Take the entries that follow and return exactly the lines from the one holding "there is no" through the one holding "pub fn mark_as_right_edge(&mut", both included. Nothing else is needed.

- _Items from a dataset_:
++++++++++++++++++++
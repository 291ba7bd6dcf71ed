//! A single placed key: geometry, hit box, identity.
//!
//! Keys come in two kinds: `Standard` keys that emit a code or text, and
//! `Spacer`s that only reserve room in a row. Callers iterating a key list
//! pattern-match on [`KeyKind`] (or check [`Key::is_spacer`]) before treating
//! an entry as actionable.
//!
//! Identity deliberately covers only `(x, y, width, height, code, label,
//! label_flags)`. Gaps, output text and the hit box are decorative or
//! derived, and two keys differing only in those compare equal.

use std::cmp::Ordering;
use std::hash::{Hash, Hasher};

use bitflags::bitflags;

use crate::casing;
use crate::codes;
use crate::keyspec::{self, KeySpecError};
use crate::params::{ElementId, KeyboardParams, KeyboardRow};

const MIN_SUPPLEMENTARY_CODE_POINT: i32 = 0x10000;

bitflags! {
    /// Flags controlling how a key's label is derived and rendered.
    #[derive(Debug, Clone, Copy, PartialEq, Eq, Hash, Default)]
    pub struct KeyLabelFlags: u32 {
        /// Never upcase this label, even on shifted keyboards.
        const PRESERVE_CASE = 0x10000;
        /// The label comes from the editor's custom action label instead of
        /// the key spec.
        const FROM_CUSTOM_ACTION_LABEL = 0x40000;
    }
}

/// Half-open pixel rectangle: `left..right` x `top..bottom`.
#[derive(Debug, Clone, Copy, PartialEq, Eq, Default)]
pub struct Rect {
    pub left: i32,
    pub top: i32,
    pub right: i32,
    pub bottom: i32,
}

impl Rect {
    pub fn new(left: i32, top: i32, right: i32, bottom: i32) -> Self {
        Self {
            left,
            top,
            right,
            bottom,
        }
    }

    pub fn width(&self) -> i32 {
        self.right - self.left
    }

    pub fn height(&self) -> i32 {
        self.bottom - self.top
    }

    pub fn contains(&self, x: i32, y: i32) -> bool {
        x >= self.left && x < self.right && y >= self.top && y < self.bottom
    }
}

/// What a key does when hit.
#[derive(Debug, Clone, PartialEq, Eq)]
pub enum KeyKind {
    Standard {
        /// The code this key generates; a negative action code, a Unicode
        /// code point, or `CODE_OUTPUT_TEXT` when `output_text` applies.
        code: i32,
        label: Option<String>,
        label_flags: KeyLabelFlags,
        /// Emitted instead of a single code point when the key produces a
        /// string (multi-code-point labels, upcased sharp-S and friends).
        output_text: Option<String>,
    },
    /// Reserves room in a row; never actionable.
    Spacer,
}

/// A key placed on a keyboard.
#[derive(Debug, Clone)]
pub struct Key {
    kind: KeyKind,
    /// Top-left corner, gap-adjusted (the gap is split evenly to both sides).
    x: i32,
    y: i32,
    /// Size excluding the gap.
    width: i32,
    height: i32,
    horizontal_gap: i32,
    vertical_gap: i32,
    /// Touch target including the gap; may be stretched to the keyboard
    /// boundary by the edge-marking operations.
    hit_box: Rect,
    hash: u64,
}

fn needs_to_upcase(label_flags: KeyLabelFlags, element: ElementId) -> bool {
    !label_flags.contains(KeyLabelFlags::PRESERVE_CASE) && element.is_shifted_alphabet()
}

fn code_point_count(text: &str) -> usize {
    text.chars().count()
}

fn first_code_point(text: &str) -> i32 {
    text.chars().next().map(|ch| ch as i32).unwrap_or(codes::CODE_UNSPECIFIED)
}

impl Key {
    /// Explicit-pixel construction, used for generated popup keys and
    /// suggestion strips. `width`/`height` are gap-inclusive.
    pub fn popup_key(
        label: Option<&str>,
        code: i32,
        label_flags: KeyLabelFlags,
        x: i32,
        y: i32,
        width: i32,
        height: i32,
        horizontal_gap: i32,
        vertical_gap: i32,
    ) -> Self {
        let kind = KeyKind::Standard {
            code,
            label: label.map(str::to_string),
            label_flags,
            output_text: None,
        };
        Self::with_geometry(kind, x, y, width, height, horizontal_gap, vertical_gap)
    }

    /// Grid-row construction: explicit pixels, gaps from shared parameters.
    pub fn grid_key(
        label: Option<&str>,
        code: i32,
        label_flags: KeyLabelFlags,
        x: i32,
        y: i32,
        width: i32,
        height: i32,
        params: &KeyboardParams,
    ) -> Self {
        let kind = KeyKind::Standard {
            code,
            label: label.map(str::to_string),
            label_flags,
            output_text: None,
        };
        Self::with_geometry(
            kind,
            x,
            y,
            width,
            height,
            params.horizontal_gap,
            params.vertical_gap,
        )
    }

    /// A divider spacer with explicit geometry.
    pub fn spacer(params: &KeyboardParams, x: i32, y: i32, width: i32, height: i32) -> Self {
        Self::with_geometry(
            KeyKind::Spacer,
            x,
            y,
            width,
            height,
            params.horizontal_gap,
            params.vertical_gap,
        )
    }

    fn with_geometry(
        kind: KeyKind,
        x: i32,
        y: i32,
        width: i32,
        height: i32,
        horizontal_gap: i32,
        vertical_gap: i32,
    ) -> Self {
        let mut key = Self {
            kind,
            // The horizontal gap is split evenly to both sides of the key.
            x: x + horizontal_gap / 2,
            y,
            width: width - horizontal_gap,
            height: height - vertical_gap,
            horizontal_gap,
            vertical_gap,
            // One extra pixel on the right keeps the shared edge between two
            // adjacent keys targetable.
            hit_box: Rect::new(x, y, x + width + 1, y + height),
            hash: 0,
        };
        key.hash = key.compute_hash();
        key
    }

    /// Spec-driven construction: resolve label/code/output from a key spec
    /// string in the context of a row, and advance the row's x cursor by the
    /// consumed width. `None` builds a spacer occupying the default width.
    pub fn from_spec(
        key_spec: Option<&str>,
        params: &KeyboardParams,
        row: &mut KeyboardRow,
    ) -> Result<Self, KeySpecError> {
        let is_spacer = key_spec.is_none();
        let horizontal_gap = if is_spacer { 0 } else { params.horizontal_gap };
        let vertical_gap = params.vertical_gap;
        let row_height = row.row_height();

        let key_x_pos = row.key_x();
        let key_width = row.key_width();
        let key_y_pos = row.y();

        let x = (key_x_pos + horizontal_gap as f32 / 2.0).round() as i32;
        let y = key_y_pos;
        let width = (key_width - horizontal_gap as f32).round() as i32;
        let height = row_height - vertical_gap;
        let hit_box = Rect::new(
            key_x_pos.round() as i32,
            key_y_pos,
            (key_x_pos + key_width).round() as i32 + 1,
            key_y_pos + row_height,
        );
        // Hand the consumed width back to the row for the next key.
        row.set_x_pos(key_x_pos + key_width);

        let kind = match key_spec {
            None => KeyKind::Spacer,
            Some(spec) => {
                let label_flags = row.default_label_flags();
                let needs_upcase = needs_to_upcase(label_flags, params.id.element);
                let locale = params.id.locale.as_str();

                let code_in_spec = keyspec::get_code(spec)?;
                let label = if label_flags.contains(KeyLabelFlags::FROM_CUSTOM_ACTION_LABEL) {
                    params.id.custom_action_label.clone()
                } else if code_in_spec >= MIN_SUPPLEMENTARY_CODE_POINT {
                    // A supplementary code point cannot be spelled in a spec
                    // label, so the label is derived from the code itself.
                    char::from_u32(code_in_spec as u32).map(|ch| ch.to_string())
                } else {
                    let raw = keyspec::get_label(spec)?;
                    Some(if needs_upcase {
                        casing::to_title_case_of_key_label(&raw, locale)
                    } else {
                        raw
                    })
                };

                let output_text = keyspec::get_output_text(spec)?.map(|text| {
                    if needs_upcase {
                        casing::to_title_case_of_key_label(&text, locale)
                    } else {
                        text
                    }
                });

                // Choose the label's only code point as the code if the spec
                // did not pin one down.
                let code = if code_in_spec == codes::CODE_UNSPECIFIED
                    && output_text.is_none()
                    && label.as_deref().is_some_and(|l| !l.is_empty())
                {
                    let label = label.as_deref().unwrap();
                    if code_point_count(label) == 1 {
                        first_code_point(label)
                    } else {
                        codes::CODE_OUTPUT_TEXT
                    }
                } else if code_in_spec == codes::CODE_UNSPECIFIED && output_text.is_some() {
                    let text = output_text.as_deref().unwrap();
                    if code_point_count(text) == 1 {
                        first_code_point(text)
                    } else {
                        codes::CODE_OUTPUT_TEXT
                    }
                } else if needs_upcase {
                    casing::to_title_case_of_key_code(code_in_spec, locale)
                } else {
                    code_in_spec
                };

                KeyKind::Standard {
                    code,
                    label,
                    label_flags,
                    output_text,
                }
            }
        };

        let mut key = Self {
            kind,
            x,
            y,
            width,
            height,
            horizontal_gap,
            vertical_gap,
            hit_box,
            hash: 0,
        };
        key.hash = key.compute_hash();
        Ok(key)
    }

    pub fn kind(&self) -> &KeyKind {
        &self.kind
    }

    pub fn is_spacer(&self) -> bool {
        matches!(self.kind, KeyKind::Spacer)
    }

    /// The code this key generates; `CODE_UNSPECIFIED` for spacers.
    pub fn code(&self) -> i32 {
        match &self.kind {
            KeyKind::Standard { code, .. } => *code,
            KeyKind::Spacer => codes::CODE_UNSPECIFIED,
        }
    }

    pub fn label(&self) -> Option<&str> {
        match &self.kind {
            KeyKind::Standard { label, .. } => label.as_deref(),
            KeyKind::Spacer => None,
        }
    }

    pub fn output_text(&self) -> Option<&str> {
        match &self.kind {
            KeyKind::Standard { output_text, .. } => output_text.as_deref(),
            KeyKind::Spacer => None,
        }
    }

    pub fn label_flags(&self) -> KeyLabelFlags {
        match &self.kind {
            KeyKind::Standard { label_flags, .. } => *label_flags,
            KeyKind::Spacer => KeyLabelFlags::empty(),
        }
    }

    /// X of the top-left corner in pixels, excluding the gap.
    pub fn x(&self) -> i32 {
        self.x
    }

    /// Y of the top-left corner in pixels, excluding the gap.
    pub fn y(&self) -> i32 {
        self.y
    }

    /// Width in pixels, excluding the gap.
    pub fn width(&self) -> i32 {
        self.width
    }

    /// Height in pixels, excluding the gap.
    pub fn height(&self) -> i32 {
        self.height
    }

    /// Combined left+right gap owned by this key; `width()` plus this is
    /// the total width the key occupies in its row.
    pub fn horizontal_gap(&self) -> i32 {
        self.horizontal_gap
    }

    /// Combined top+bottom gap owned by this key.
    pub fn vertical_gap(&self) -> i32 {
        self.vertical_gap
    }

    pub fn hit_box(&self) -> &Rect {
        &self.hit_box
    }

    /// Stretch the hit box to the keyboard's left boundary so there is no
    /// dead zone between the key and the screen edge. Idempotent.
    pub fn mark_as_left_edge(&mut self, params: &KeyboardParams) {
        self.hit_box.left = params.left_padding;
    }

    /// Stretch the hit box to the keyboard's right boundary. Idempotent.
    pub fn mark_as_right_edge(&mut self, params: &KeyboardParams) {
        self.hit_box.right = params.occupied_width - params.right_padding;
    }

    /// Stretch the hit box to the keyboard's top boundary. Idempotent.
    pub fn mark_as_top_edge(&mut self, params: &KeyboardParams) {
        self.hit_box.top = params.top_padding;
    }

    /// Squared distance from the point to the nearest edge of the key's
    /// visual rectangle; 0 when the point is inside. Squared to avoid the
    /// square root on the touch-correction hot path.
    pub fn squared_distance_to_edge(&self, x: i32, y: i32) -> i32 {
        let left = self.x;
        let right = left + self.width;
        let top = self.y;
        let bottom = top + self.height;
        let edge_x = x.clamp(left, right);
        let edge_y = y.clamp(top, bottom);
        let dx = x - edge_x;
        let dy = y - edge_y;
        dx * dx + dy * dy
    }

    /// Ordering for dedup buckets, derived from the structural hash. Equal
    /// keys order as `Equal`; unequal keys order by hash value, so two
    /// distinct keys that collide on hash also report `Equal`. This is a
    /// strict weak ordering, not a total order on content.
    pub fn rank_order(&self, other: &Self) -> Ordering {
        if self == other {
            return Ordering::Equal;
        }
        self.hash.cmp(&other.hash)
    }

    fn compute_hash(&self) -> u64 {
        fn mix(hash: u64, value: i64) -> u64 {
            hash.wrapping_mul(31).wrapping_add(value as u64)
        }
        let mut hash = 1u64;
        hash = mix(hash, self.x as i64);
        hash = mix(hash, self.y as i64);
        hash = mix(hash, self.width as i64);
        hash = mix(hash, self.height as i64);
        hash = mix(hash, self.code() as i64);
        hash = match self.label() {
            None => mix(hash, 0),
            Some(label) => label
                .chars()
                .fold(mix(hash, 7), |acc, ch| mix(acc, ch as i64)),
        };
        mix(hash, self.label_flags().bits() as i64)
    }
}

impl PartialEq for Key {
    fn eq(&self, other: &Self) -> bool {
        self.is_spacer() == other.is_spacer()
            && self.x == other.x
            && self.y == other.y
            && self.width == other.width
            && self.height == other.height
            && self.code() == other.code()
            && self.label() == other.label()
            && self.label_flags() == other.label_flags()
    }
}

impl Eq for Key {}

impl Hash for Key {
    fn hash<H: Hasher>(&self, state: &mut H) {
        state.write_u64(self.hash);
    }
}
++++++++++++++++++++
- _Solution_:
    /// Stretch the hit box to the keyboard's left boundary so there is no
    /// dead zone between the key and the screen edge. Idempotent.
    pub fn mark_as_left_edge(&mut self, params: &KeyboardParams) {
        self.hit_box.left = params.left_padding;
    }

    /// Stretch the hit box to the keyboard's right boundary. Idempotent.
    pub fn mark_as_right_edge(&mut self, params: &KeyboardParams) {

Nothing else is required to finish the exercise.